Kelly starred in Jean-Paul Sartre's play Kean alongside Antony Sher at the Theatre Royal, Bath, and in the West End in May 2007. In December 2007, a car struck and injured Kelly in the West End. He was due to have performed in the Doctor Who episode ("Midnight") filmed that month, but the role was taken by David Troughton instead. However, Kelly acted in the Doctor Who audio dramas "The Holy Terror" and "Return to the Web Planet" by Big Finish Productions.

In 2008, he guest-starred in the Sapphire and Steel audio drama Remember Me. In November 2008, he starred in the title role of Christopher Reason's radio dramatisation of Jaroslav Hašek's The Good Soldier Švejk, broadcast on BBC Radio 4.

From May 2009, Kelly starred as the Wizard in the West End production of the musical Wicked, replacing Desmond Barrit. From 27 March 2010 he was succeeded by Clive Carter.

He worked with director Mike Leigh on several occasions, including Knock for Knock (1976), Grown-Ups (1980), Topsy-Turvy (1999), All or Nothing (2002), A Running Jump (2012) and on stage at the National Theatre in Grief (September 2011).

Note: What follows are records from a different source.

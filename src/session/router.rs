//! Pure routing of MQTT protocol events
//!
//! Flattens `rumqttc` v5 events into the small set of routes the session
//! event loop acts on. No I/O and no state in here, so the routing table
//! is testable with hand-built packets.

use rumqttc::v5::mqttbytes::v5::{ConnectReturnCode, Packet, SubscribeReasonCode};
use rumqttc::v5::Event;
use rumqttc::Outgoing;

/// Routing decision for one MQTT event.
#[derive(Debug, Clone)]
pub enum EventRoute {
    /// Broker accepted the connection
    ConnAckAccepted { session_present: bool },
    /// Broker refused the connection
    ConnAckRejected { reason: String, auth_failure: bool },
    /// Inbound PUBLISH on a subscribed topic
    MessageReceived {
        topic: String,
        payload: bytes::Bytes,
        qos: rumqttc::v5::mqttbytes::QoS,
        retain: bool,
    },
    /// QoS 1 publish acknowledged
    PublishAcked { pkid: u16 },
    /// QoS 2 publish completed
    PublishCompleted { pkid: u16 },
    /// Our PUBLISH left the socket; pkid now known for ack correlation
    PublishSent { pkid: u16 },
    /// Our SUBSCRIBE left the socket; pkid now known for SUBACK correlation
    SubscribeSent { pkid: u16 },
    /// SUBACK arrived; `failure` carries the reason when the broker
    /// refused the subscription
    SubscriptionAcked { pkid: u16, failure: Option<String> },
    /// Keep-alive ping left the socket
    PingSent,
    /// Keep-alive ping acknowledged by the broker
    PingAcknowledged,
    /// Broker-initiated DISCONNECT
    Disconnected,
    /// Anything else (PubRec/PubRel plumbing, outgoing acks, ...)
    Infrastructure,
}

/// Map a protocol event to its route (pure function).
pub fn route_event(event: &Event) -> EventRoute {
    match event {
        Event::Incoming(packet) => match packet {
            Packet::ConnAck(connack) => match connack.code {
                ConnectReturnCode::Success => EventRoute::ConnAckAccepted {
                    session_present: connack.session_present,
                },
                code => EventRoute::ConnAckRejected {
                    reason: format!("{code:?}"),
                    auth_failure: is_auth_failure(code),
                },
            },
            Packet::Publish(publish) => EventRoute::MessageReceived {
                topic: String::from_utf8_lossy(&publish.topic).to_string(),
                payload: publish.payload.clone(),
                qos: publish.qos,
                retain: publish.retain,
            },
            Packet::PubAck(puback) => EventRoute::PublishAcked { pkid: puback.pkid },
            Packet::PubComp(pubcomp) => EventRoute::PublishCompleted {
                pkid: pubcomp.pkid,
            },
            Packet::SubAck(suback) => EventRoute::SubscriptionAcked {
                pkid: suback.pkid,
                failure: suback_failure(&suback.return_codes),
            },
            Packet::PingResp(_) => EventRoute::PingAcknowledged,
            Packet::Disconnect(_) => EventRoute::Disconnected,
            _ => EventRoute::Infrastructure,
        },
        Event::Outgoing(outgoing) => match outgoing {
            Outgoing::Publish(pkid) => EventRoute::PublishSent { pkid: *pkid },
            Outgoing::Subscribe(pkid) => EventRoute::SubscribeSent { pkid: *pkid },
            Outgoing::PingReq => EventRoute::PingSent,
            _ => EventRoute::Infrastructure,
        },
    }
}

/// First refused reason code in a SUBACK, if any. Success codes echo the
/// granted QoS; anything else means the broker refused that filter.
fn suback_failure(return_codes: &[SubscribeReasonCode]) -> Option<String> {
    return_codes.iter().find_map(|code| match code {
        SubscribeReasonCode::Success(_) => None,
        refused => Some(format!("{refused:?}")),
    })
}

/// Whether a CONNACK refusal is a credential problem rather than a
/// transient network/broker condition.
fn is_auth_failure(code: ConnectReturnCode) -> bool {
    matches!(
        code,
        ConnectReturnCode::BadUserNamePassword | ConnectReturnCode::NotAuthorized
    )
}

#[cfg(test)]
mod tests {
    use super::*;
    use bytes::Bytes;
    use rumqttc::v5::mqttbytes::v5::{ConnAck, Disconnect, DisconnectReasonCode, Publish, SubAck};
    use rumqttc::v5::mqttbytes::QoS;

    fn connack(code: ConnectReturnCode) -> Event {
        Event::Incoming(Packet::ConnAck(ConnAck {
            session_present: false,
            code,
            properties: None,
        }))
    }

    #[test]
    fn test_connack_success_routes_accepted() {
        assert!(matches!(
            route_event(&connack(ConnectReturnCode::Success)),
            EventRoute::ConnAckAccepted {
                session_present: false
            }
        ));
    }

    #[test]
    fn test_connack_not_authorized_is_auth_failure() {
        match route_event(&connack(ConnectReturnCode::NotAuthorized)) {
            EventRoute::ConnAckRejected {
                auth_failure,
                reason,
            } => {
                assert!(auth_failure);
                assert!(reason.contains("NotAuthorized"));
            }
            other => panic!("expected ConnAckRejected, got {other:?}"),
        }
    }

    #[test]
    fn test_connack_service_unavailable_is_not_auth_failure() {
        match route_event(&connack(ConnectReturnCode::ServiceUnavailable)) {
            EventRoute::ConnAckRejected { auth_failure, .. } => assert!(!auth_failure),
            other => panic!("expected ConnAckRejected, got {other:?}"),
        }
    }

    #[test]
    fn test_publish_routes_message_received() {
        let event = Event::Incoming(Packet::Publish(Publish {
            dup: false,
            qos: QoS::AtLeastOnce,
            retain: true,
            topic: Bytes::from("sdk/test/js"),
            pkid: 7,
            payload: Bytes::from(r#"{"a":1}"#),
            properties: None,
        }));

        match route_event(&event) {
            EventRoute::MessageReceived {
                topic,
                payload,
                qos,
                retain,
            } => {
                assert_eq!(topic, "sdk/test/js");
                assert_eq!(payload, Bytes::from(r#"{"a":1}"#));
                assert_eq!(qos, QoS::AtLeastOnce);
                assert!(retain);
            }
            other => panic!("expected MessageReceived, got {other:?}"),
        }
    }

    #[test]
    fn test_disconnect_routes_disconnected() {
        let event = Event::Incoming(Packet::Disconnect(Disconnect {
            reason_code: DisconnectReasonCode::NormalDisconnection,
            properties: None,
        }));
        assert!(matches!(route_event(&event), EventRoute::Disconnected));
    }

    #[test]
    fn test_outgoing_publish_carries_pkid() {
        let event = Event::Outgoing(Outgoing::Publish(42));
        assert!(matches!(
            route_event(&event),
            EventRoute::PublishSent { pkid: 42 }
        ));
    }

    #[test]
    fn test_ping_events() {
        assert!(matches!(
            route_event(&Event::Outgoing(Outgoing::PingReq)),
            EventRoute::PingSent
        ));
    }

    #[test]
    fn test_outgoing_subscribe_carries_pkid() {
        let event = Event::Outgoing(Outgoing::Subscribe(3));
        assert!(matches!(
            route_event(&event),
            EventRoute::SubscribeSent { pkid: 3 }
        ));
    }

    #[test]
    fn test_suback_success_has_no_failure() {
        let event = Event::Incoming(Packet::SubAck(SubAck {
            pkid: 9,
            return_codes: vec![SubscribeReasonCode::Success(QoS::AtLeastOnce)],
            properties: None,
        }));
        match route_event(&event) {
            EventRoute::SubscriptionAcked { pkid, failure } => {
                assert_eq!(pkid, 9);
                assert!(failure.is_none());
            }
            other => panic!("expected SubscriptionAcked, got {other:?}"),
        }
    }

    #[test]
    fn test_suback_refusal_carries_reason() {
        let event = Event::Incoming(Packet::SubAck(SubAck {
            pkid: 9,
            return_codes: vec![SubscribeReasonCode::NotAuthorized],
            properties: None,
        }));
        match route_event(&event) {
            EventRoute::SubscriptionAcked { pkid, failure } => {
                assert_eq!(pkid, 9);
                assert_eq!(failure.as_deref(), Some("NotAuthorized"));
            }
            other => panic!("expected SubscriptionAcked, got {other:?}"),
        }
    }

    #[test]
    fn test_other_outgoing_is_infrastructure() {
        assert!(matches!(
            route_event(&Event::Outgoing(Outgoing::Unsubscribe(3))),
            EventRoute::Infrastructure
        ));
    }
}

His final film role was a cameo appearance in Leigh's Mr. Turner (2014).

Kelly's later roles were as the ARP warden in Nanny McPhee and the Big Bang (2010), and as the old boatman, John Merdell, in the ITV production of Dead Man's Folly in the final (2013) series of Agatha Christie’s Poirot, the last episode of the series to be filmed.

On 23 July 2010, Kelly guest-starred as Martin in the sitcom My Family in the episode Desperately Stalking Susan. From October 2010 to February 2011, he starred in When We Are Married at London's Garrick Theatre.

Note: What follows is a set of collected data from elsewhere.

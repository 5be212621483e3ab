//! Error taxonomy for the MQTT test-client engine
//!
//! One enum per failure family so callers can match on a stable kind and
//! surface an actionable message. Transport failures during an active
//! session are handled by the reconnection supervisor and never reach
//! these types; everything here is surfaced synchronously to the caller.

use std::path::PathBuf;
use thiserror::Error;

/// TLS credential and handshake failures.
///
/// Credential errors are fatal and never retried automatically.
#[derive(Debug, Error)]
pub enum TlsError {
    #[error("invalid certificate {path}: {reason}")]
    InvalidCertificate { path: PathBuf, reason: String },

    #[error("invalid private key {path}: {reason}")]
    InvalidKey { path: PathBuf, reason: String },

    #[error("invalid root CA {path}: {reason}")]
    InvalidRootCa { path: PathBuf, reason: String },

    #[error("TLS handshake failed: {0}")]
    HandshakeFailed(String),

    #[error("endpoint unreachable: {0}")]
    EndpointUnreachable(String),
}

/// Failures of an explicit `connect` call.
#[derive(Debug, Error)]
pub enum ConnectError {
    #[error("broker rejected credentials: {0}")]
    Auth(String),

    #[error("network error: {0}")]
    Network(String),

    #[error("no CONNACK received within the connect timeout")]
    Timeout,

    #[error("connect cancelled by disconnect")]
    Cancelled,

    #[error(transparent)]
    Tls(#[from] TlsError),
}

/// Failures of an explicit `subscribe` call.
#[derive(Debug, Error)]
pub enum SubscribeError {
    #[error("not connected: session state is {state}")]
    NotConnected { state: String },

    #[error("invalid topic filter {filter:?}: {reason}")]
    InvalidFilter { filter: String, reason: String },

    #[error("broker subscribe failed: {0}")]
    Broker(String),
}

/// Failures of an explicit `unsubscribe` call.
#[derive(Debug, Error)]
pub enum UnsubscribeError {
    #[error("not connected: session state is {state}")]
    NotConnected { state: String },

    #[error("no active subscription for filter {filter:?}")]
    NotSubscribed { filter: String },

    #[error("broker unsubscribe failed: {0}")]
    Broker(String),
}

/// Failures of an explicit `publish` call.
#[derive(Debug, Error)]
pub enum PublishError {
    #[error("not connected: session state is {state}")]
    NotConnected { state: String },

    #[error("invalid publish topic {topic:?}: {reason}")]
    InvalidTopic { topic: String, reason: String },

    #[error("no acknowledgment from broker within {timeout_secs}s")]
    AckTimeout { timeout_secs: u64 },

    #[error("broker publish failed: {0}")]
    Broker(String),
}

/// Configuration loading and validation failures.
#[derive(Debug, Error)]
pub enum ConfigError {
    #[error("failed to read config file {path}: {source}")]
    Io {
        path: PathBuf,
        #[source]
        source: std::io::Error,
    },

    #[error("failed to parse config: {0}")]
    Parse(#[from] toml::de::Error),

    #[error("invalid config: {0}")]
    Validation(String),
}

==Personal life, illness, and death==
Kelly was in a long-term relationship with journalist and psychotherapist Grace Pieniazek until she died in 2009.

Kelly returned to Wicked as the Wizard on 18 November 2013. It was reported in January 2014 that Kelly had temporarily departed the production due to ill health.

He was admitted to a hospice on 13 June 2014 and died early the next morning, aged 70, after a long battle with cancer.